International career
- 1984–1992: Turkey / 25 / (5)

Managerial career
- 1998–1999: Vanspor
- 1999–2000: Fenerbahçe
- 2000: Konyaspor
- 2001: Altay
- 2001–2002: Adanaspor
- 2002–2003: Karşıyaka

= Rıdvan Dilmen =

Turkish football player and manager (born 1962)

Rıdvan Dilmen (born 15 August 1962) is a Turkish former professional footballer who played as an attacking midfielder or winger, notably for Fenerbahçe and the Turkey national team. During his career, Dilmen established himself as one of the most skilled players of the Süper Lig.

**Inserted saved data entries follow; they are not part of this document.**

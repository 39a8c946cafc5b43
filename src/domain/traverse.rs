//! Iterators over a forest snapshot.
//!
//! Both iterators borrow the forest and keep their own explicit stack, so a
//! new call always starts from the top and never disturbs the forest.

use crate::domain::node::{Node, NodeRef};

/// Pre-order, left-to-right walk yielding `(depth, node)`.
pub struct Nodes<'a> {
    stack: Vec<(usize, &'a NodeRef)>,
}

impl<'a> Nodes<'a> {
    pub(crate) fn new(roots: &'a [NodeRef]) -> Self {
        Self {
            stack: roots.iter().rev().map(|root| (0, root)).collect(),
        }
    }
}

impl<'a> Iterator for Nodes<'a> {
    type Item = (usize, &'a NodeRef);

    fn next(&mut self) -> Option<Self::Item> {
        let (depth, node) = self.stack.pop()?;
        // Push children in reverse order for left-to-right traversal
        for child in node.children().iter().rev() {
            self.stack.push((depth + 1, child));
        }
        Some((depth, node))
    }
}

/// One maximal chain from a root down to a node without children.
#[derive(Debug, Clone, PartialEq, Eq)]
pub struct LeafPath<'a> {
    nodes: Vec<&'a NodeRef>,
}

impl<'a> LeafPath<'a> {
    /// Top-level node of the chain.
    pub fn root(&self) -> &'a Node {
        self.nodes[0]
    }

    /// Second node of the chain, if the chain has one.
    pub fn middle(&self) -> Option<&'a Node> {
        self.nodes.get(1).map(|&node| &**node)
    }

    /// Terminal node when the chain has at least three levels.
    pub fn leaf(&self) -> Option<&'a Node> {
        if self.nodes.len() >= 3 {
            Some(self.terminal())
        } else {
            None
        }
    }

    /// Last node of the chain; it has no children.
    pub fn terminal(&self) -> &'a Node {
        self.nodes[self.nodes.len() - 1]
    }

    /// Full chain, root first.
    pub fn nodes(&self) -> &[&'a NodeRef] {
        &self.nodes
    }

    pub fn len(&self) -> usize {
        self.nodes.len()
    }

    /// Always false: a chain holds at least its root.
    pub fn is_empty(&self) -> bool {
        self.nodes.is_empty()
    }
}

/// Lazy enumeration of every [`LeafPath`] in depth-first, left-to-right order.
pub struct LeafPaths<'a> {
    stack: Vec<(usize, &'a NodeRef)>,
    chain: Vec<&'a NodeRef>,
}

impl<'a> LeafPaths<'a> {
    pub(crate) fn new(roots: &'a [NodeRef]) -> Self {
        Self {
            stack: roots.iter().rev().map(|root| (0, root)).collect(),
            chain: Vec::new(),
        }
    }
}

impl<'a> Iterator for LeafPaths<'a> {
    type Item = LeafPath<'a>;

    fn next(&mut self) -> Option<Self::Item> {
        while let Some((depth, node)) = self.stack.pop() {
            self.chain.truncate(depth);
            self.chain.push(node);
            if node.is_leaf() {
                return Some(LeafPath {
                    nodes: self.chain.clone(),
                });
            }
            for child in node.children().iter().rev() {
                self.stack.push((depth + 1, child));
            }
        }
        None
    }
}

Although he stated on numerous occasions his dislike for it, he was given the nickname "Şeytan Rıdvan" ("Rıdvan the Devil") mostly for his wits, immense speed with the ball and stupendous fakes. Since retiring as a player, Rıdvan coached several teams before becoming a color commentator, analyst and sportswriter.

==Playing career==
Dilmen made his debut with Sümerspor in 1977. He transferred to Muğlaspor in exchange for 25 footballs in 1979 and then became a renowned player for Boluspor between 1980–1983. After playing for Sarıyer between 1983–1987, he signed for Fenerbahçe and fulfilled his dream.

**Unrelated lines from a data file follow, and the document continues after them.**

//! Test support: one tracing subscriber per test binary.

use std::env;
use std::sync::Once;

use tracing::{debug, info};
use tracing_subscriber::{
    filter::filter_fn,
    fmt::{self, format::FmtSpan},
    prelude::*,
    EnvFilter,
};

static TEST_SETUP: Once = Once::new();

/// Install the test subscriber; later calls are no-ops.
///
/// Honours `RUST_LOG`, defaulting to `debug` for this crate only.
pub fn init_test_setup() {
    TEST_SETUP.call_once(|| {
        setup_test_logging();
        info!("Test Setup complete");
    });
}

fn setup_test_logging() {
    let env_filter = env::var("RUST_LOG")
        .ok()
        .and_then(|directives| EnvFilter::try_new(directives).ok())
        .unwrap_or_else(|| EnvFilter::new("taskmap=debug"));

    // config and toml parse internals are noise at debug level
    let noisy_modules = ["config::", "toml"];
    let module_filter = filter_fn(move |metadata| {
        !noisy_modules
            .iter()
            .any(|name| metadata.target().starts_with(name))
    });

    let subscriber = tracing_subscriber::registry().with(
        fmt::layer()
            .with_test_writer()
            .with_target(true)
            .with_span_events(FmtSpan::CLOSE)
            .with_filter(module_filter)
            .with_filter(env_filter),
    );

    if tracing::dispatcher::has_been_set() {
        debug!("Tracing subscriber already set");
    } else if let Err(e) = subscriber.try_init() {
        eprintln!("Error: Failed to set up logging: {}", e);
    }
}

He was the main actor of the 1988–89 Turkish League season, which Fenerbahçe won the title with 103 goals in 36 matches. In the 1988–1989 season, he scored 19 goals and made 41 assists. After getting injured in 1990 against Trabzonspor by the Serbian defender Miodrag Ješić, he never fully recovered. Rıdvan failed to fulfill expectations due to consistent injuries, which required sixteen operations. He retired in 1994 after painful years of injuries. He is one of the symbol players not only for Fenerbahçe but for Turkish football also. The reason that his name is not as well-known worldwide are that he seldom had the chance to prove himself on the big international occasions. He played with Turkey, mostly in the 80s, and was a no-hoper and Fenerbahçe's status on the European club stage was scarcely different.

Dilmen made 25 appearances for the Turkey national team from 1984 to 1992.

==Managerial career==
Dilmen worked as a manager for Vanspor in 1998–99 season. His club finished the season as champions of Turkish Second League. He then became Fenerbahçe football teams manager in 2000. However, his stay only lasted five weeks. He resigned as Fenerbahçe was eliminated from UEFA Cup at an early stage. Dilmen was also employed as a manager for Altay SK and Adanaspor and Karşıyaka SK. So far, he doesn't have a successful managing career as he was expected to deliver.

==Commentating career==
Dilmen is a commentator at NTV Spor and a columnist at Sabah; at the same time he does bet guesswork at Fanatik newspaper. He is a narrator at Star TV for the important Champions League matches. Dilmen has a reputation of saying "it'll be a goal" a few moments before the ball hits the back of the net. He transferred to Sabah on 1 August 2010.